━━━ EXCERPTED DATA ━━━
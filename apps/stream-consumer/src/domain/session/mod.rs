//! Connection State Machine
//!
//! ```text
//! Disconnected ──► Connecting ──► LoggedIn
//!      ▲               │             │
//!      └───────────────┴─────────────┘  (failure / transport loss)
//!
//! Connecting | LoggedIn | Disconnected ──► LoggingOut ──► Closed
//! Disconnected ──► Closed                                (reconnect exhausted)
//! ```
//!
//! `Closed` is terminal.

use std::fmt;

/// Connection state of a session.
#[derive(Debug, Clone, Copy, PartialEq, Eq, Hash, Default)]
pub enum ConnectionState {
    /// No transport.
    #[default]
    Disconnected,
    /// Transport up or coming up; login outstanding.
    Connecting,
    /// Login accepted.
    LoggedIn,
    /// Close requested; logout in flight.
    LoggingOut,
    /// Terminal.
    Closed,
}

/// Rejected state transition.
#[derive(Debug, Clone, Copy, PartialEq, Eq, thiserror::Error)]
#[error("invalid connection state transition {from} -> {to}")]
pub struct InvalidTransition {
    /// Current state.
    pub from: ConnectionState,
    /// Requested state.
    pub to: ConnectionState,
}

impl ConnectionState {
    /// Check whether `self -> next` is a permitted transition.
    #[must_use]
    pub const fn can_transition_to(self, next: Self) -> bool {
        matches!(
            (self, next),
            (Self::Disconnected, Self::Connecting | Self::LoggingOut | Self::Closed)
                | (Self::Connecting, Self::LoggedIn | Self::Disconnected | Self::LoggingOut)
                | (Self::LoggedIn, Self::Disconnected | Self::LoggingOut)
                | (Self::LoggingOut, Self::Closed)
        )
    }

    /// Validate a transition.
    ///
    /// # Errors
    ///
    /// Returns `InvalidTransition` when the move is not permitted.
    pub const fn transition(self, next: Self) -> Result<Self, InvalidTransition> {
        if self.can_transition_to(next) {
            Ok(next)
        } else {
            Err(InvalidTransition {
                from: self,
                to: next,
            })
        }
    }

    /// Check for the terminal state.
    #[must_use]
    pub const fn is_closed(self) -> bool {
        matches!(self, Self::Closed)
    }

    /// Label for logs and metrics.
    #[must_use]
    pub const fn as_str(self) -> &'static str {
        match self {
            Self::Disconnected => "disconnected",
            Self::Connecting => "connecting",
            Self::LoggedIn => "logged_in",
            Self::LoggingOut => "logging_out",
            Self::Closed => "closed",
        }
    }

    /// Numeric value for the state gauge.
    #[must_use]
    pub const fn gauge_value(self) -> f64 {
        match self {
            Self::Disconnected => 0.0,
            Self::Connecting => 1.0,
            Self::LoggedIn => 2.0,
            Self::LoggingOut => 3.0,
            Self::Closed => 4.0,
        }
    }
}

impl fmt::Display for ConnectionState {
    fn fmt(&self, f: &mut fmt::Formatter<'_>) -> fmt::Result {
        f.write_str(self.as_str())
    }
}

#[cfg(test)]
mod tests {
    use test_case::test_case;

    use super::*;
    use ConnectionState::{Closed, Connecting, Disconnected, LoggedIn, LoggingOut};

    #[test_case(Disconnected, Connecting ; "connect")]
    #[test_case(Connecting, LoggedIn ; "login accepted")]
    #[test_case(Connecting, Disconnected ; "login failed")]
    #[test_case(LoggedIn, Disconnected ; "transport lost")]
    #[test_case(LoggedIn, LoggingOut ; "close while logged in")]
    #[test_case(Connecting, LoggingOut ; "close while connecting")]
    #[test_case(Disconnected, LoggingOut ; "close while disconnected")]
    #[test_case(LoggingOut, Closed ; "logout done")]
    #[test_case(Disconnected, Closed ; "reconnect exhausted")]
    fn permitted(from: ConnectionState, to: ConnectionState) {
        assert_eq!(from.transition(to), Ok(to));
    }

    #[test_case(Disconnected, LoggedIn ; "skip connecting")]
    #[test_case(LoggedIn, Connecting ; "relogin without loss")]
    #[test_case(Closed, Connecting ; "reopen closed")]
    #[test_case(Closed, Disconnected ; "leave terminal")]
    #[test_case(LoggingOut, LoggedIn ; "login during logout")]
    #[test_case(LoggedIn, LoggedIn ; "self loop")]
    fn rejected(from: ConnectionState, to: ConnectionState) {
        assert_eq!(from.transition(to), Err(InvalidTransition { from, to }));
    }

    #[test]
    fn default_is_disconnected() {
        assert_eq!(ConnectionState::default(), Disconnected);
        assert!(Closed.is_closed());
        assert_eq!(LoggedIn.to_string(), "logged_in");
    }
}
━━━
[PROBLEM]
Restate the data verbatim through the "of a session." line.

[SOLUTION BELOW]
filename apps/stream-consumer/src/domain/session/mod.rs
//! Connection State Machine
//!
//! ```text
//! Disconnected ──► Connecting ──► LoggedIn
//!      ▲               │             │
//!      └───────────────┴─────────────┘  (failure / transport loss)
//!
//! Connecting | LoggedIn | Disconnected ──► LoggingOut ──► Closed
//! Disconnected ──► Closed                                (reconnect exhausted)
//! ```
//!
//! `Closed` is terminal.

use std::fmt;

/// Connection state of a session.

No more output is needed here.